In the report, MACPAC provides an overview of the Medicaid IMD exclusion and federal regulations pertaining to Medicaid payments for IMDs. The IMD exclusion has been in place since 1965 and prohibits Medicaid payments for services provided to beneficiaries residing in IMDs. Even with the exclusion in place, states have leveraged federal exemptions and authorities to make payments for services provided in an IMD through Medicaid Section 1115 demonstration waivers, state plan amendments, and certain Medicaid managed care arrangements.
MACPAC found that federal oversight and guidance of IMDs varied since not all IMDs are Medicare providers, and thus subject to the Medicare certification process. At the state level, MACPAC found that oversight was fragmented and state standards differed depending on whether the IMD provides substance use disorder or mental health services.
MACPAC details its review of seven states (California, Colorado, Florida, Massachusetts, New Jersey, Ohio, and Texas) and their respective licensing and accreditation requirements. The report also provides information on the type of services provided in IMDs and the clinical and quality standards used and enforced by states. Further, MACPAC includes a chapter outlining the existing federal and state protections for patients in IMDs.

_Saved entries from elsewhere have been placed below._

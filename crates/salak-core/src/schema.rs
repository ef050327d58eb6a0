//! JSON Schema for layer definition files
//!
//! Generated from [`LayerDefinition`] with schemars, for editor validation of
//! hand-written layers.

use crate::config::LayerDefinition;
use schemars::schema_for;
use serde_json::{Value, json};

/// Schema identifier embedded in generated schemas
pub const SCHEMA_ID: &str = "https://salak.github.io/salak-lint-config/schema/layer-v1.json";

/// JSON Schema describing a layer definition document
pub fn layer_definition_schema() -> Value {
    let mut schema = schema_for!(LayerDefinition).to_value();

    schema["$id"] = json!(SCHEMA_ID);
    schema["title"] = json!("Salak lint configuration layer");
    schema["description"] =
        json!("A named layer of lint rule directives that may extend other layers");

    schema
}
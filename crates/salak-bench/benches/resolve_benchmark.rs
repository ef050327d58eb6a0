use criterion::{BenchmarkId, Criterion, criterion_group, criterion_main};
use salak_core::config::{ConfigLayer, LayerRegistry};
use salak_core::presets::builtin_registry;
use salak_core::{RuleSeverity, resolve};
use std::hint::black_box;

/// Benchmark resolving the built-in presets
fn bench_presets(c: &mut Criterion) {
    let registry = builtin_registry().expect("built-in presets");
    let mut group = c.benchmark_group("presets");

    for name in ["salak", "salak/react", "salak/browser"] {
        group.bench_with_input(BenchmarkId::from_parameter(name), name, |b, name| {
            b.iter(|| black_box(resolve(name, &registry)));
        });
    }

    group.bench_function("resolve_all", |b| {
        b.iter(|| black_box(registry.resolve_all()));
    });

    group.finish();
}

/// Linear chain `layer-0 ← layer-1 ← ... ← layer-n`, each layer adding and
/// overriding rules
fn chain_registry(depth: usize, rules_per_layer: usize) -> LayerRegistry {
    let mut registry = LayerRegistry::new();
    for level in 0..depth {
        let mut layer = ConfigLayer::new(format!("layer-{level}"));
        if level > 0 {
            layer = layer.with_extends([format!("layer-{}", level - 1)]);
        }
        for rule in 0..rules_per_layer {
            let severity = if (rule + level) % 2 == 0 {
                RuleSeverity::Error
            } else {
                RuleSeverity::Warn
            };
            layer = layer.with_rule(format!("rule-{rule}"), severity);
        }
        registry.insert(layer).expect("unique layer names");
    }
    registry
}

/// Benchmark deep `extends` chains
fn bench_chains(c: &mut Criterion) {
    let mut group = c.benchmark_group("chains");

    for depth in [4, 16, 64] {
        let registry = chain_registry(depth, 50);
        let entry = format!("layer-{}", depth - 1);
        group.bench_with_input(BenchmarkId::from_parameter(depth), &entry, |b, entry| {
            b.iter(|| black_box(resolve(entry, &registry)));
        });
    }

    group.finish();
}

/// Benchmark whole-registry validation
fn bench_validate(c: &mut Criterion) {
    let registry = chain_registry(64, 10);
    c.bench_function("validate_chain_64", |b| {
        b.iter(|| black_box(registry.validate()));
    });
}

criterion_group!(benches, bench_presets, bench_chains, bench_validate);
criterion_main!(benches);
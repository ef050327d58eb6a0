use salak_core::presets::{names, resolve_preset};
use std::env;

fn main() {
    salak_core::init_tracing();

    let Some(name) = env::args().nth(1) else {
        eprintln!("usage: print_preset <preset>");
        eprintln!("presets: {}", names().collect::<Vec<_>>().join(", "));
        return;
    };

    match resolve_preset(&name) {
        Ok(config) => match serde_json::to_string_pretty(&config) {
            Ok(json) => println!("{json}"),
            Err(e) => eprintln!("failed to serialize {name}: {e}"),
        },
        Err(e) => eprintln!("{e}"),
    }
}
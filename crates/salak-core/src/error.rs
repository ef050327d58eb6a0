//! Error types for layer loading and resolution

use std::path::PathBuf;
use thiserror::Error;

/// Errors raised while building a layer registry or resolving an entry layer
///
/// Resolution is all-or-nothing: any of these aborts the request and no
/// partial configuration is returned.
#[derive(Debug, Clone, PartialEq, Eq, Error)]
pub enum ConfigError {
    /// An `extends` entry (or the requested entry layer) is not in the registry
    #[error("{}", describe_unknown(.missing, .referenced_by))]
    UnknownLayer {
        missing: String,
        referenced_by: Option<String>,
    },

    /// The traversal revisited a layer already on the active path
    #[error("Cyclic extends: {}", format_cycle(.cycle))]
    CyclicExtends { cycle: Vec<String> },

    /// A layer with this name is already registered
    #[error("Duplicate layer name '{name}'")]
    DuplicateLayer { name: String },
}

impl ConfigError {
    /// Create an unknown-layer error for an `extends` reference
    pub fn unknown_layer(missing: impl Into<String>, referenced_by: impl Into<String>) -> Self {
        Self::UnknownLayer {
            missing: missing.into(),
            referenced_by: Some(referenced_by.into()),
        }
    }

    /// Create an unknown-layer error for a missing entry layer
    pub fn unknown_entry(missing: impl Into<String>) -> Self {
        Self::UnknownLayer {
            missing: missing.into(),
            referenced_by: None,
        }
    }
}

fn describe_unknown(missing: &str, referenced_by: &Option<String>) -> String {
    match referenced_by {
        Some(layer) => format!("Unknown layer '{missing}' extended by '{layer}'"),
        None => format!("Unknown layer '{missing}'"),
    }
}

/// Format cycle for error messages, closing the loop on the first layer
fn format_cycle(cycle: &[String]) -> String {
    let mut parts: Vec<&str> = cycle.iter().map(String::as_str).collect();
    if let Some(first) = cycle.first() {
        parts.push(first);
    }
    parts.join(" → ")
}

/// Main error type for salak operations
#[derive(Debug, Error)]
pub enum SalakError {
    /// Registry or resolution failure
    #[error(transparent)]
    Config(#[from] ConfigError),

    /// File system I/O errors
    #[error("IO error for path '{path}': {source}")]
    IoError {
        path: PathBuf,
        #[source]
        source: std::io::Error,
    },

    /// A definition document could not be parsed in its format
    #[error("Failed to parse {format} layer definition '{path}': {message}")]
    ParseError {
        path: PathBuf,
        format: &'static str,
        message: String,
    },

    /// A definition parsed but its contents are not a valid layer
    #[error("Invalid layer definition '{path}': {message}")]
    InvalidDefinition { path: PathBuf, message: String },

    /// No loader exists for this file extension
    #[error("Unsupported layer definition format: '{path}'")]
    UnsupportedFormat { path: PathBuf },
}

/// Error kind enumeration for categorizing errors
#[derive(Debug, Clone, Copy, PartialEq, Eq)]
pub enum ErrorKind {
    Config,
    Io,
    Parse,
    Definition,
    Format,
}

impl SalakError {
    /// Get the error kind for this error
    pub fn kind(&self) -> ErrorKind {
        match self {
            SalakError::Config(_) => ErrorKind::Config,
            SalakError::IoError { .. } => ErrorKind::Io,
            SalakError::ParseError { .. } => ErrorKind::Parse,
            SalakError::InvalidDefinition { .. } => ErrorKind::Definition,
            SalakError::UnsupportedFormat { .. } => ErrorKind::Format,
        }
    }

    /// Check if this error only affects a single definition file
    ///
    /// Directory loading can skip such files when asked to; registry and
    /// resolution errors are never recoverable.
    pub fn is_recoverable(&self) -> bool {
        matches!(
            self.kind(),
            ErrorKind::Parse | ErrorKind::Definition | ErrorKind::Format
        )
    }

    /// Create an IO error with path context
    pub fn io_error(path: impl Into<PathBuf>, source: std::io::Error) -> Self {
        Self::IoError {
            path: path.into(),
            source,
        }
    }

    /// Create a parse error for a definition document
    pub fn parse_error(
        path: impl Into<PathBuf>,
        format: &'static str,
        message: impl ToString,
    ) -> Self {
        Self::ParseError {
            path: path.into(),
            format,
            message: message.to_string(),
        }
    }

    /// Create an invalid-definition error
    pub fn invalid_definition(path: impl Into<PathBuf>, message: impl Into<String>) -> Self {
        Self::InvalidDefinition {
            path: path.into(),
            message: message.into(),
        }
    }
}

CMS To Reduce Psychiatric Hospital Burden
Relatedly, the Centers for Medicare & Medicaid Services (CMS) issued a Jan. 13 memorandum to states detailing integration of the psychiatric hospital program survey into the hospital program survey to determine compliance with Medicare conditions of participation.
CMS is integrating the surveys to better identify systemic issues affecting quality of care and to reduce costs and administrative burden. CMS also plans to transfer the survey activities to states and will develop the necessary training for state surveyors to evaluate psychiatric hospital compliance.